Cyber security concerns, while not new, have grown exponentially to the point where they are considered by many as the single most important near term systemic risk, according to DTCC’s latest systemic risk barometer survey. It is in this context, combined with increases in the sophistication and number of attacks, that most large firms now acknowledge that a successful broad-scale cyber attack is not a question of if, but when.
As a result, firms have placed great emphasis not only on preventing attacks but on enhancing their recovery and resiliency plans to more effectively respond to potential attacks.
Traditionally, prevention has been the main focus of firms’ cyber security strategies, and so this is where the most resources have been allocated. But with the acceptance that attackers may eventually break through, recovery plans have leapfrogged the agenda in recent years to a point where there is equal focus being placed on both aspects.

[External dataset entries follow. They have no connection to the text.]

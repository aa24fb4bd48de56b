//! Booking payload validation
//!
//! Rules run field by field in a fixed order. Each field stops at its first
//! failing rule, but every field is checked, so the error list keeps the
//! check order: `service_ids` first, then `event_date`. Structures the
//! rules cannot inspect abort validation as a whole.

use std::fmt;

use chrono::NaiveDate;
use serde_json::Value;

use super::error::BookingError;

pub const SERVICE_IDS: &str = "service_ids";
pub const EVENT_DATE: &str = "event_date";

pub const SERVICE_IDS_REQUIRED: &str = "service_ids is required.";
pub const SERVICE_IDS_NOT_A_LIST: &str = "service_ids must be a list.";
pub const EVENT_DATE_REQUIRED: &str = "event_date is required.";
pub const EVENT_DATE_INVALID: &str = "Date format must be YYYY-MM-DD and must be a future date.";

const EVENT_DATE_FORMAT: &str = "%Y-%m-%d";

// ============================================================================
// ValidationErrors
// ============================================================================

/// Field name -> message, in check order
#[derive(Debug, Clone, Default, PartialEq, Eq)]
pub struct ValidationErrors {
    entries: Vec<(&'static str, &'static str)>,
}

impl ValidationErrors {
    pub fn new() -> Self {
        Self::default()
    }

    pub fn add(&mut self, field: &'static str, message: &'static str) {
        self.entries.push((field, message));
    }

    pub fn is_empty(&self) -> bool {
        self.entries.is_empty()
    }

    pub fn len(&self) -> usize {
        self.entries.len()
    }

    /// The entry surfaced to callers
    pub fn first(&self) -> Option<(&'static str, &'static str)> {
        self.entries.first().copied()
    }

    pub fn get(&self, field: &str) -> Option<&'static str> {
        self.entries
            .iter()
            .find(|(f, _)| *f == field)
            .map(|(_, m)| *m)
    }
}

impl fmt::Display for ValidationErrors {
    fn fmt(&self, f: &mut fmt::Formatter<'_>) -> fmt::Result {
        for (i, (field, message)) in self.entries.iter().enumerate() {
            if i > 0 {
                write!(f, "; ")?;
            }
            write!(f, "{}: {}", field, message)?;
        }
        Ok(())
    }
}

// ============================================================================
// Rules
// ============================================================================

/// Validate a raw booking payload against `today`.
///
/// An empty result means the payload is acceptable. `notes` is ignored.
/// Arrays and strings are accepted as payloads and simply lack both fields.
/// A payload or `event_date` the rules cannot inspect at all (a number,
/// a bool, a non-string date) aborts the whole check with
/// [`BookingError::Malformed`], discarding errors found so far.
pub fn validate_booking(
    payload: &Value,
    today: NaiveDate,
) -> Result<ValidationErrors, BookingError> {
    let mut errors = ValidationErrors::new();

    match lookup(payload, SERVICE_IDS)? {
        None => errors.add(SERVICE_IDS, SERVICE_IDS_REQUIRED),
        Some(value) if !value.is_array() => errors.add(SERVICE_IDS, SERVICE_IDS_NOT_A_LIST),
        Some(_) => {}
    }

    match lookup(payload, EVENT_DATE)? {
        None => errors.add(EVENT_DATE, EVENT_DATE_REQUIRED),
        Some(value) => {
            let raw = value.as_str().ok_or_else(|| {
                BookingError::Malformed(format!(
                    "event_date must be a string, got {}",
                    json_kind(value)
                ))
            })?;
            let on_or_after_today = parse_event_date(raw).is_some_and(|date| date >= today);
            if !on_or_after_today {
                errors.add(EVENT_DATE, EVENT_DATE_INVALID);
            }
        }
    }

    Ok(errors)
}

/// Field lookup over an untyped payload.
///
/// Arrays match a key by an equal string element, strings by substring.
/// A match in either means the payload names the field but cannot be
/// indexed by it.
fn lookup<'a>(payload: &'a Value, key: &str) -> Result<Option<&'a Value>, BookingError> {
    let named = match payload {
        Value::Object(fields) => return Ok(fields.get(key)),
        Value::Array(items) => items.iter().any(|item| item.as_str() == Some(key)),
        Value::String(s) => s.contains(key),
        other => {
            return Err(BookingError::Malformed(format!(
                "cannot look up {} in a {} payload",
                key,
                json_kind(other)
            )));
        }
    };
    if named {
        Err(BookingError::Malformed(format!(
            "{} payload names {} but has no fields",
            json_kind(payload),
            key
        )))
    } else {
        Ok(None)
    }
}

fn json_kind(value: &Value) -> &'static str {
    match value {
        Value::Null => "null",
        Value::Bool(_) => "boolean",
        Value::Number(_) => "number",
        Value::String(_) => "string",
        Value::Array(_) => "array",
        Value::Object(_) => "object",
    }
}

/// Parse a strict `YYYY-MM-DD` date.
///
/// chrono alone accepts unpadded months/days and signed years, so the shape
/// is checked before parsing.
pub fn parse_event_date(raw: &str) -> Option<NaiveDate> {
    let bytes = raw.as_bytes();
    if bytes.len() != 10 {
        return None;
    }
    let shape_ok = bytes.iter().enumerate().all(|(i, b)| match i {
        4 | 7 => *b == b'-',
        _ => b.is_ascii_digit(),
    });
    if !shape_ok {
        return None;
    }
    NaiveDate::parse_from_str(raw, EVENT_DATE_FORMAT).ok()
}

Increased Focus on Recovery Plans
This change in priorities can not only be attributed to evolving risk management practices but also in part to the increased levels of regulatory oversight of cyber risk that has become more rigorous in recent years, particularly with regards to recovery plans and objectives. In fact, some regulators now require that firms implement a “two-hour recovery” window, in which they would enact the core elements of their plans within the first two hours of the cyber attack disrupting critical systems.
In addition, this issue is becoming increasingly important given that many firms have recovery plans that were developed to focus more on natural and unintended physical threats, rather than malicious and disruptive cyber-related risks. Today’s threats are often fundamentally different in motive and intent than what we prepared for even a decade ago. As such an increasing number of firms are looking across the enterprise to ensure architectures and networks can be leveraged to appropriately respond to intentional and targeted attacks – for example, where data is changed and deleted, potentially from within the organization itself.
Defining Approach and Response
However, defining adequate response and recovery strategies can be challenging, given the broad scope of potential impacts of cyber attacks and the complexity and size of organizations, ranging from the compromise of backups to coordinated attacks on multiple departments within one organization. Hence, for firms that are looking to rebalance the emphasis of their cyber strategies, there are some core points that should be considered when evaluating recovery plans.
The first step is to ensure the resumption of critical operations by developing a safe-mode or alternative processes. Not all operations need to be resumed immediately; rather, firms should establish what their priorities are before an attack occurs, so that they know what to focus on should it happen.
Once the priority systems are operational, it is then important to remediate the rest of the impacted areas. Any thorough recovery plan should begin this process by eliminating the root causes of the cyber attack, addressing compromised accounts, computers and networks, and strengthening security and protocols accordingly. Further, before normal operations can begin again, it is essential that cyber specialists verify that the cyber attackers have been fully eliminated from the system. When this has been confirmed, only then can organizations complete the resumption of normal operations.
Information Sharing is Key
After a firm has fully recovered from an attack, there is an opportunity for them to help other firms by sharing intelligence related to the nature of the cyber attack, as well as the effective and ineffective elements of their defence and recovery plans.
In fact, information sharing has become a critical factor in helping to mitigate the effect of cyber attacks and to prevent further attacks from occurring. This kind of information sharing is critical to the safety of the industry and, as a result, should be a far-reaching effort across critical infrastructures, financial institutions, governing bodies, and cyber-threat investigative agencies. This engagement can help others to put in place appropriate measures to prevent similar attacks from occurring within their own organizations.
Importantly, this collaboration can be crucial for firms that may be struggling to define adequate response and recovery strategies due to the size of some potential cyber attacks. Through information sharing, firms can adopt best practices from across the industry which would otherwise be unknown to them, thus enabling the development of more effective response and recovery approaches.
Today’s cyber threat landscape and regulatory obligations demand that we continue to assess and evolve our risk management approaches to ensure optimal defence and resiliency. By working together across the industry, sharing threat and attack information, and implementing best practices, we can ensure we have robust measures in place both to defend against threats as well as to enhance the resiliency of critical operations.